**Stored data entries**
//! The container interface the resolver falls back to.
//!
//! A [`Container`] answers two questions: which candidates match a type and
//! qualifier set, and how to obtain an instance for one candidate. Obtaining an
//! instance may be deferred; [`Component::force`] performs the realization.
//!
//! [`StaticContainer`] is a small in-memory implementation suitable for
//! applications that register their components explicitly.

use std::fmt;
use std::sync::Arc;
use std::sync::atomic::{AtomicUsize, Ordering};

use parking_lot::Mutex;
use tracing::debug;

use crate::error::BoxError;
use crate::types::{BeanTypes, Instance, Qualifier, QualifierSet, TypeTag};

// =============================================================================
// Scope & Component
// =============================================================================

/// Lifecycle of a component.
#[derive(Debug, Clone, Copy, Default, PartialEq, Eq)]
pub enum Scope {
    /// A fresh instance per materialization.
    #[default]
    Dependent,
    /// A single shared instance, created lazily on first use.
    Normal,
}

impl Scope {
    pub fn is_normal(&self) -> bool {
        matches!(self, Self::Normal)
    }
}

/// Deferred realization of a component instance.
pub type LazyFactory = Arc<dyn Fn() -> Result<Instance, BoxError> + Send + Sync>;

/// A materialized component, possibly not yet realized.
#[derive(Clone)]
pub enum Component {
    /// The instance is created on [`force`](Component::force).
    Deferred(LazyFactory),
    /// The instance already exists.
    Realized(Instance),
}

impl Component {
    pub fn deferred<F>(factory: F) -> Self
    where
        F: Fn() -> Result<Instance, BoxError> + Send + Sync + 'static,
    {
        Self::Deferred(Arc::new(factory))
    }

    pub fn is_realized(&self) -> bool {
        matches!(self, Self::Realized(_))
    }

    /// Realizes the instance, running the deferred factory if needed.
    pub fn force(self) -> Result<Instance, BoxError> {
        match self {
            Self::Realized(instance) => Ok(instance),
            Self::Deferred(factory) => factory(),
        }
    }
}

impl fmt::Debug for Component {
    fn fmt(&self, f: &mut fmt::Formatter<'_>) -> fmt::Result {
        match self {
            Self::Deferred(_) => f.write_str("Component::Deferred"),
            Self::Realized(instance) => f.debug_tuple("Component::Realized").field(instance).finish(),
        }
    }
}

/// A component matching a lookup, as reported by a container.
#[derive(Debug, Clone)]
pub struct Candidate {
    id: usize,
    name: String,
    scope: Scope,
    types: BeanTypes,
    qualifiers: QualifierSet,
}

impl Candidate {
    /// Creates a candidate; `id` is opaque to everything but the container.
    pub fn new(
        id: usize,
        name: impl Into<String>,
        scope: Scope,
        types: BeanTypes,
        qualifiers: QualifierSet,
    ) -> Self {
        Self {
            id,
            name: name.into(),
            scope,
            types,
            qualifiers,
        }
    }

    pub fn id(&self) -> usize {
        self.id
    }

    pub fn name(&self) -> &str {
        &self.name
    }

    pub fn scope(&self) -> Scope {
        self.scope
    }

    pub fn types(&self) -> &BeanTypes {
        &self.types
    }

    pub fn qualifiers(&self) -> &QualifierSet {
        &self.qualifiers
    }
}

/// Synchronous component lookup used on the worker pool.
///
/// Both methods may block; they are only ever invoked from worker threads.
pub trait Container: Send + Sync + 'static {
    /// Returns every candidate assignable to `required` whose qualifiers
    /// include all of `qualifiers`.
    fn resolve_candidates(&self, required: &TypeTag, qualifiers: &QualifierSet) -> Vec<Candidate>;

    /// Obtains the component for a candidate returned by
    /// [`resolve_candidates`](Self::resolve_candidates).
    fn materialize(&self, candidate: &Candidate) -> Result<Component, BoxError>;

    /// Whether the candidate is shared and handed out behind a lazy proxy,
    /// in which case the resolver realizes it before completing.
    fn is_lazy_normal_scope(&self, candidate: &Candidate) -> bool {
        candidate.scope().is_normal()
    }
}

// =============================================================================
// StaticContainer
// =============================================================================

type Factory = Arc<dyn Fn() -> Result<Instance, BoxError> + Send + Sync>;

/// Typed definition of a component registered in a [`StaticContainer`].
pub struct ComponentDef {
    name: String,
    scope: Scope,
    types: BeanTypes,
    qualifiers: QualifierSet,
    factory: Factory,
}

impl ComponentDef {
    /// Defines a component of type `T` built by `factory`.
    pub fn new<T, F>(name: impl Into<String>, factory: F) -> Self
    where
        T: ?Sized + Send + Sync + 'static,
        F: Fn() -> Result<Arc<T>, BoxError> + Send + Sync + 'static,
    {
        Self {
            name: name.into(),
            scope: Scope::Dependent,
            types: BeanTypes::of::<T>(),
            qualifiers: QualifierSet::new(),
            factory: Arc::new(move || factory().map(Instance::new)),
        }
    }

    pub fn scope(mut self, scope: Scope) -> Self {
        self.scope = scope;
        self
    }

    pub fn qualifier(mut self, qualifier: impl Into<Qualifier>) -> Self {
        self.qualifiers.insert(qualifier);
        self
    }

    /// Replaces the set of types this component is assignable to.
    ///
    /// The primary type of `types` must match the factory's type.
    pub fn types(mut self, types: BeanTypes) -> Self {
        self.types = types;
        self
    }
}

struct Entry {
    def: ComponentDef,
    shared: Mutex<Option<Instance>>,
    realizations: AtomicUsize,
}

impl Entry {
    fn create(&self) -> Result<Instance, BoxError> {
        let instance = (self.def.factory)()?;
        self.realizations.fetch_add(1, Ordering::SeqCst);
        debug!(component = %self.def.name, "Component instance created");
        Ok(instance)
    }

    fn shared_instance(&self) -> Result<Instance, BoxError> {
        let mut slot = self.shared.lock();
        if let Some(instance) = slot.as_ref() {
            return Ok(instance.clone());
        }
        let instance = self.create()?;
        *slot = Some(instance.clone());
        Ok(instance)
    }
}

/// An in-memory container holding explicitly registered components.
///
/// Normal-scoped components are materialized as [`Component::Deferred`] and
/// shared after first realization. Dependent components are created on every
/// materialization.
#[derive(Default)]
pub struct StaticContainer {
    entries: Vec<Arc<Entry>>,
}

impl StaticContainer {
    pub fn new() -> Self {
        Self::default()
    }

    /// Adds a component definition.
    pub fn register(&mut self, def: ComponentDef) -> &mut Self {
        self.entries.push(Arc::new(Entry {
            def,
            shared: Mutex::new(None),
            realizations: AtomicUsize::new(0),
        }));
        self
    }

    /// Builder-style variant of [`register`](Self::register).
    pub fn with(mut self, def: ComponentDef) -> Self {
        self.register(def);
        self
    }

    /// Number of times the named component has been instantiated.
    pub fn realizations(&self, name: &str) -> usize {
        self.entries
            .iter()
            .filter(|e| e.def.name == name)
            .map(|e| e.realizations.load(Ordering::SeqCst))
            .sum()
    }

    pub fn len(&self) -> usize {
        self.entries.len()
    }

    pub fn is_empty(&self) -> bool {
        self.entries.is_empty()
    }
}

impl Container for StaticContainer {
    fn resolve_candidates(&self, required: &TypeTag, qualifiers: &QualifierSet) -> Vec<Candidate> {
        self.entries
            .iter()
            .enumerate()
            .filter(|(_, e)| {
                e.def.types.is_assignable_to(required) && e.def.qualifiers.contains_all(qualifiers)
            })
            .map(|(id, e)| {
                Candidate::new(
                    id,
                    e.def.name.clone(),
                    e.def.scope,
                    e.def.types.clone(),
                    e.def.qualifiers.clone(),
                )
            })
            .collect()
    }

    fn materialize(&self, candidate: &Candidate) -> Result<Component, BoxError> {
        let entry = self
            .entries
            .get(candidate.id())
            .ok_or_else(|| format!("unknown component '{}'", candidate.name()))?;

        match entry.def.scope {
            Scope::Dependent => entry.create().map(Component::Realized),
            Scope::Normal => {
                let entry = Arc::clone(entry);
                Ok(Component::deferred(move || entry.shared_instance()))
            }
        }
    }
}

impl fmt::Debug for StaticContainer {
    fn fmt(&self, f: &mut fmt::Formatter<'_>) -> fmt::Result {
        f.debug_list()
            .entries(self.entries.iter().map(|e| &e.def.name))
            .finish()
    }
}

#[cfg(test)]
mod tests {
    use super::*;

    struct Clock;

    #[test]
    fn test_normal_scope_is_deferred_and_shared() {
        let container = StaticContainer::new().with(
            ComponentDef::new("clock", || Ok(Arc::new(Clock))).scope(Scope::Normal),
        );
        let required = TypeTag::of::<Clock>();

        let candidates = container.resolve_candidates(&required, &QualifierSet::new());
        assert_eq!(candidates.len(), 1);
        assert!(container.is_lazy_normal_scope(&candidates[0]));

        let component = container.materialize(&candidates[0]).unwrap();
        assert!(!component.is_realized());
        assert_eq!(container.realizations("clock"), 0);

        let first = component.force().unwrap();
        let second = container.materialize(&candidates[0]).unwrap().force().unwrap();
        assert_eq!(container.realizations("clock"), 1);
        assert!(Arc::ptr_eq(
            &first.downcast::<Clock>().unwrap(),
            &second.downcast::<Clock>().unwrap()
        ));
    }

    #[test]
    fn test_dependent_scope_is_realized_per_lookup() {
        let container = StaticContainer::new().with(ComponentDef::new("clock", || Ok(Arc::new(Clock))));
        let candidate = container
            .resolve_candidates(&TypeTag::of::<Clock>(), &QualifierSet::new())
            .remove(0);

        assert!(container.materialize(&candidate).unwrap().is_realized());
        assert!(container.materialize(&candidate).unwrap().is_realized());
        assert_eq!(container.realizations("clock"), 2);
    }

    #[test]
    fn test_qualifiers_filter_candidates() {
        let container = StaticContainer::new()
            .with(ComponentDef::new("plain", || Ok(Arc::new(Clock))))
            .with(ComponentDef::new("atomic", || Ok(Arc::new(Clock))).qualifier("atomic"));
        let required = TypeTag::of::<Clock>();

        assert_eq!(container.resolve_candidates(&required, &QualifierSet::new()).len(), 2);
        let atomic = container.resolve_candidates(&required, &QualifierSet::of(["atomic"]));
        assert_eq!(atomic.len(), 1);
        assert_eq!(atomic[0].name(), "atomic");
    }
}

**ASSIGNMENT**
From the records above, copy out the line with "self.register(def);", the line with "impl Container for", and every line between them, word for word.

**EXERCISE SOLUTION**
        self.register(def);
        self
    }

    /// Number of times the named component has been instantiated.
    pub fn realizations(&self, name: &str) -> usize {
        self.entries
            .iter()
            .filter(|e| e.def.name == name)
            .map(|e| e.realizations.load(Ordering::SeqCst))
            .sum()
    }

    pub fn len(&self) -> usize {
        self.entries.len()
    }

    pub fn is_empty(&self) -> bool {
        self.entries.is_empty()
    }
}

impl Container for StaticContainer {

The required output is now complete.